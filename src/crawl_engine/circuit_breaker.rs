//! Circuit breaker pattern for domain-level failure detection
//!
//! This module implements the circuit breaker pattern to detect consistently
//! failing domains and short-circuit further attempts, saving time and resources.
//!
//! The circuit breaker tracks domain health across three states:
//! - Closed: Normal operation, requests proceed
//! - Open: Too many failures, requests are blocked
//! - `HalfOpen`: Testing after cooldown period

use dashmap::DashMap;
use std::time::{Duration, Instant};
use tracing::{debug, info, warn};

/// Circuit breaker states
#[derive(Debug, Clone, Copy, PartialEq, Eq)]
pub enum CircuitState {
    /// Normal operation - requests proceed
    Closed,
    /// Testing after failures - limited requests allowed
    HalfOpen,
    /// Failing - skip requests to save resources
    Open,
}

/// Health tracking for a single domain
#[derive(Debug, Clone)]
pub struct DomainHealth {
    /// Number of consecutive failures without success
    pub consecutive_failures: u32,
    /// Total number of attempts made
    pub total_attempts: u32,
    /// Total number of successful requests
    pub total_successes: u32,
    /// Last time we had a successful request
    pub last_success: Option<Instant>,
    /// Time when circuit was opened (for timeout calculation)
    pub last_opened: Option<Instant>,
    /// Consecutive successes while in `HalfOpen` state
    pub consecutive_successes_in_halfopen: u32,
    /// Current circuit breaker state
    pub state: CircuitState,
}

impl DomainHealth {
    /// Create a new domain health tracker with default values
    fn new() -> Self {
        Self {
            consecutive_failures: 0,
            total_attempts: 0,
            total_successes: 0,
            last_success: None,
            last_opened: None,
            consecutive_successes_in_halfopen: 0,
            state: CircuitState::Closed,
        }
    }
}

/// Circuit breaker for tracking domain health and preventing wasted attempts
pub struct CircuitBreaker {
    /// Health tracking for each domain
    domains: DashMap<String, DomainHealth>,
    /// Number of consecutive failures before opening circuit
    failure_threshold: u32,
    /// Number of consecutive successes needed to close circuit from half-open
    success_threshold: u32,
    /// How long to wait before retrying a failed domain
    half_open_timeout: Duration,
}

impl CircuitBreaker {
    /// Create a new circuit breaker with the specified thresholds
    ///
    /// # Arguments
    /// * `failure_threshold` - Open circuit after this many consecutive failures
    /// * `success_threshold` - Close circuit after this many consecutive successes
    /// * `half_open_timeout` - Duration to wait before retrying failed domains
    #[must_use]
    pub fn new(
        failure_threshold: u32,
        success_threshold: u32,
        half_open_timeout: Duration,
    ) -> Self {
        Self {
            domains: DashMap::new(),
            failure_threshold,
            success_threshold,
            half_open_timeout,
        }
    }

    /// Check if we should attempt a request to the given domain
    ///
    /// Returns true if the request should proceed, false if it should be skipped.
    ///
    /// # Arguments
    /// * `domain` - The domain to check
    pub fn should_attempt(&self, domain: &str) -> bool {
        let mut health = self
            .domains
            .entry(domain.to_string())
            .or_insert_with(DomainHealth::new);

        match health.state {
            CircuitState::Closed => true,
            CircuitState::Open => {
                // Check if enough time has passed to retry
                // Use last_opened as the authoritative timestamp for timeout
                if let Some(opened) = health.last_opened {
                    if opened.elapsed() >= self.half_open_timeout {
                        health.state = CircuitState::HalfOpen;
                        health.consecutive_successes_in_halfopen = 0;
                        info!(
                            "Circuit breaker transitioning to HALF-OPEN for domain: {} (after {:?} timeout)",
                            domain,
                            opened.elapsed()
                        );
                        return true;
                    }
                } else {
                    // Circuit opened but timestamp not set (shouldn't happen with fix)
                    // Conservatively stay Open to avoid bypassing timeout
                    debug!(
                        "Circuit breaker OPEN with no timestamp for domain: {domain}, staying Open"
                    );
                }
                false
            }
            CircuitState::HalfOpen => true,
        }
    }

    /// Record a successful request to a domain
    ///
    /// This resets the consecutive failure count and may transition the circuit
    /// from `HalfOpen` to Closed state.
    ///
    /// # Arguments
    /// * `domain` - The domain that succeeded
    pub fn record_success(&self, domain: &str) {
        if let Some(mut health) = self.domains.get_mut(domain) {
            health.consecutive_failures = 0;
            health.total_successes += 1;
            health.total_attempts += 1;
            health.last_success = Some(Instant::now());

            if health.state == CircuitState::HalfOpen {
                health.consecutive_successes_in_halfopen += 1;

                if health.consecutive_successes_in_halfopen >= self.success_threshold {
                    health.state = CircuitState::Closed;
                    info!("Circuit breaker CLOSED for domain: {domain}");
                } else {
                    debug!(
                        "Circuit breaker HALF-OPEN success for domain: {} ({}/{})",
                        domain, health.consecutive_successes_in_halfopen, self.success_threshold
                    );
                }
            }
        }
    }

    /// Record a failed request to a domain
    ///
    /// This increments the failure count and may open the circuit if the
    /// threshold is exceeded.
    ///
    /// # Arguments
    /// * `domain` - The domain that failed
    /// * `error` - Description of the error for logging
    pub fn record_failure(&self, domain: &str, error: &str) {
        let mut health = self
            .domains
            .entry(domain.to_string())
            .or_insert_with(DomainHealth::new);

        health.consecutive_failures += 1;
        health.total_attempts += 1;

        if health.consecutive_failures >= self.failure_threshold
            && health.state != CircuitState::Open
        {
            health.state = CircuitState::Open;
            health.last_opened = Some(Instant::now());
            health.consecutive_successes_in_halfopen = 0;
            warn!(
                "Circuit breaker OPEN for domain {} after {} consecutive failures. Last error: {}",
                domain, health.consecutive_failures, error
            );
        } else if health.state != CircuitState::Open {
            debug!(
                "Circuit breaker failure for domain: {} ({}/{}): {}",
                domain, health.consecutive_failures, self.failure_threshold, error
            );
        }
    }

    /// Get health statistics for a domain
    ///
    /// Returns None if the domain has not been seen yet.
    ///
    /// # Arguments
    /// * `domain` - The domain to query
    #[must_use]
    pub fn get_health(&self, domain: &str) -> Option<DomainHealth> {
        self.domains.get(domain).map(|r| r.value().clone())
    }

    /// Get health statistics for all tracked domains
    #[must_use]
    pub fn get_all_health(&self) -> std::collections::HashMap<String, DomainHealth> {
        self.domains
            .iter()
            .map(|entry| (entry.key().clone(), entry.value().clone()))
            .collect()
    }

    /// Get list of domains currently in Open state
    ///
    /// Useful for monitoring and debugging circuit breaker status.
    #[must_use]
    pub fn get_open_domains(&self) -> Vec<String> {
        self.domains
            .iter()
            .filter(|entry| entry.value().state == CircuitState::Open)
            .map(|entry| entry.key().clone())
            .collect()
    }

    /// Get count of domains in each state
    #[must_use]
    pub fn state_counts(&self) -> (usize, usize, usize) {
        let mut closed = 0;
        let mut half_open = 0;
        let mut open = 0;
        
        for entry in self.domains.iter() {
            match entry.value().state {
                CircuitState::Closed => closed += 1,
                CircuitState::HalfOpen => half_open += 1,
                CircuitState::Open => open += 1,
            }
        }
        
        (closed, half_open, open)
    }
}

/// Extract domain from a URL string
///
/// Returns the host portion of the URL, or an error if the URL is invalid.
///
/// # Arguments
/// * `url_str` - The URL string to parse
pub fn extract_domain(url_str: &str) -> Result<String, String> {
    match url::Url::parse(url_str) {
        Ok(url) => {
            if let Some(host) = url.host_str() {
                Ok(host.to_string())
            } else {
                Err(format!("URL has no host: {url_str}"))
            }
        }
        Err(e) => Err(format!("Failed to parse URL {url_str}: {e}")),
    }
}

#[cfg(test)]
mod tests {
    use super::*;

    #[test]
    fn test_circuit_breaker_closed_state() {
        let cb = CircuitBreaker::new(3, 2, Duration::from_secs(60));

        assert!(cb.should_attempt("example.com"));
        cb.record_success("example.com");

        let health = cb.get_health("example.com").expect("Health should exist for example.com after recording success");
        assert_eq!(health.state, CircuitState::Closed);
        assert_eq!(health.consecutive_failures, 0);
        assert_eq!(health.total_successes, 1);
    }

    #[test]
    fn test_circuit_breaker_opens_after_failures() {
        let cb = CircuitBreaker::new(3, 2, Duration::from_secs(60));

        // First failure
        assert!(cb.should_attempt("example.com"));
        cb.record_failure("example.com", "test error");
        assert!(cb.should_attempt("example.com"));

        // Second failure
        cb.record_failure("example.com", "test error");
        assert!(cb.should_attempt("example.com"));

        // Third failure - should open circuit
        cb.record_failure("example.com", "test error");

        let health = cb.get_health("example.com").expect("Health should exist for example.com after recording failures");
        assert_eq!(health.state, CircuitState::Open);
        assert_eq!(health.consecutive_failures, 3);

        // Should not allow requests while open
        assert!(!cb.should_attempt("example.com"));
    }

    #[test]
    fn test_circuit_breaker_half_open_after_timeout() {
        let cb = CircuitBreaker::new(2, 1, Duration::from_millis(100));

        // Cause failures to open circuit
        cb.record_failure("example.com", "test error");
        cb.record_failure("example.com", "test error");

        assert_eq!(
            cb.get_health("example.com")
                .expect("Health should exist after recording failures")
                .state,
            CircuitState::Open
        );

        // Wait for timeout
        std::thread::sleep(Duration::from_millis(150));

        // Should transition to half-open
        assert!(cb.should_attempt("example.com"));
        assert_eq!(
            cb.get_health("example.com")
                .expect("Health should exist after timeout transition")
                .state,
            CircuitState::HalfOpen
        );
    }

    #[test]
    fn test_extract_domain() {
        assert_eq!(
            extract_domain("https://example.com/path")
                .expect("Should extract domain from valid HTTPS URL"),
            "example.com"
        );
        assert_eq!(
            extract_domain("http://sub.example.com:8080/path?query=1")
                .expect("Should extract domain from URL with port and path"),
            "sub.example.com"
        );
        assert!(extract_domain("not a url").is_err());
    }
}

____

Your instructions: What is the number of lines in the records that contain "Normal"? State that number alone.

Response: 2